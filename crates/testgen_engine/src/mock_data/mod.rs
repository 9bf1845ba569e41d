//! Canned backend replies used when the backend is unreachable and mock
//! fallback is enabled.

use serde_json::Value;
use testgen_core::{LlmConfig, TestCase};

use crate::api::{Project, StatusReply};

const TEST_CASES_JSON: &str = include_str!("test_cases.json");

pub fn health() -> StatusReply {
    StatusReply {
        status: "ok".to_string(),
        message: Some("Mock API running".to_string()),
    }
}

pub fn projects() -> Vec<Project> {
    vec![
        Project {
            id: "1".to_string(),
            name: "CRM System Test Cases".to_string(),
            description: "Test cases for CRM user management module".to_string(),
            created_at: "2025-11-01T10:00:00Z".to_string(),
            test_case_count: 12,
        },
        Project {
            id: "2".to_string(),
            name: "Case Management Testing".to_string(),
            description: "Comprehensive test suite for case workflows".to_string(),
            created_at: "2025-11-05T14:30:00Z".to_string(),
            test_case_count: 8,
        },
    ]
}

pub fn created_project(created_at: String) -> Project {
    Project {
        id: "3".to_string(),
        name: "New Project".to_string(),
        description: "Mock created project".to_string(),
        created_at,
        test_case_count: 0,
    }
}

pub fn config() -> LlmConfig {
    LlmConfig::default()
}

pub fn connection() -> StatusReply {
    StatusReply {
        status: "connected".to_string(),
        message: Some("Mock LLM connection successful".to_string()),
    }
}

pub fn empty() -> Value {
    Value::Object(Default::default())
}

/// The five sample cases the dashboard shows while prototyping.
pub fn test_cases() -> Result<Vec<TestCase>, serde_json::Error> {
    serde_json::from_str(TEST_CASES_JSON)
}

☆ ☆ ☆ ☆

Work item:
Would you write out the data exactly as it reads?

Task answer:
filename crates/testgen_engine/src/mock_data/mod.rs
repository 9bf1845ba569e41d
//! Canned backend replies used when the backend is unreachable and mock
//! fallback is enabled.

use serde_json::Value;
use testgen_core::{LlmConfig, TestCase};

use crate::api::{Project, StatusReply};

const TEST_CASES_JSON: &str = include_str!("test_cases.json");

pub fn health() -> StatusReply {
    StatusReply {
        status: "ok".to_string(),
        message: Some("Mock API running".to_string()),
    }
}

pub fn projects() -> Vec<Project> {
    vec![
        Project {
            id: "1".to_string(),
            name: "CRM System Test Cases".to_string(),
            description: "Test cases for CRM user management module".to_string(),
            created_at: "2025-11-01T10:00:00Z".to_string(),
            test_case_count: 12,
        },
        Project {
            id: "2".to_string(),
            name: "Case Management Testing".to_string(),
            description: "Comprehensive test suite for case workflows".to_string(),
            created_at: "2025-11-05T14:30:00Z".to_string(),
            test_case_count: 8,
        },
    ]
}

pub fn created_project(created_at: String) -> Project {
    Project {
        id: "3".to_string(),
        name: "New Project".to_string(),
        description: "Mock created project".to_string(),
        created_at,
        test_case_count: 0,
    }
}

pub fn config() -> LlmConfig {
    LlmConfig::default()
}

pub fn connection() -> StatusReply {
    StatusReply {
        status: "connected".to_string(),
        message: Some("Mock LLM connection successful".to_string()),
    }
}

pub fn empty() -> Value {
    Value::Object(Default::default())
}

/// The five sample cases the dashboard shows while prototyping.
pub fn test_cases() -> Result<Vec<TestCase>, serde_json::Error> {
    serde_json::from_str(TEST_CASES_JSON)
}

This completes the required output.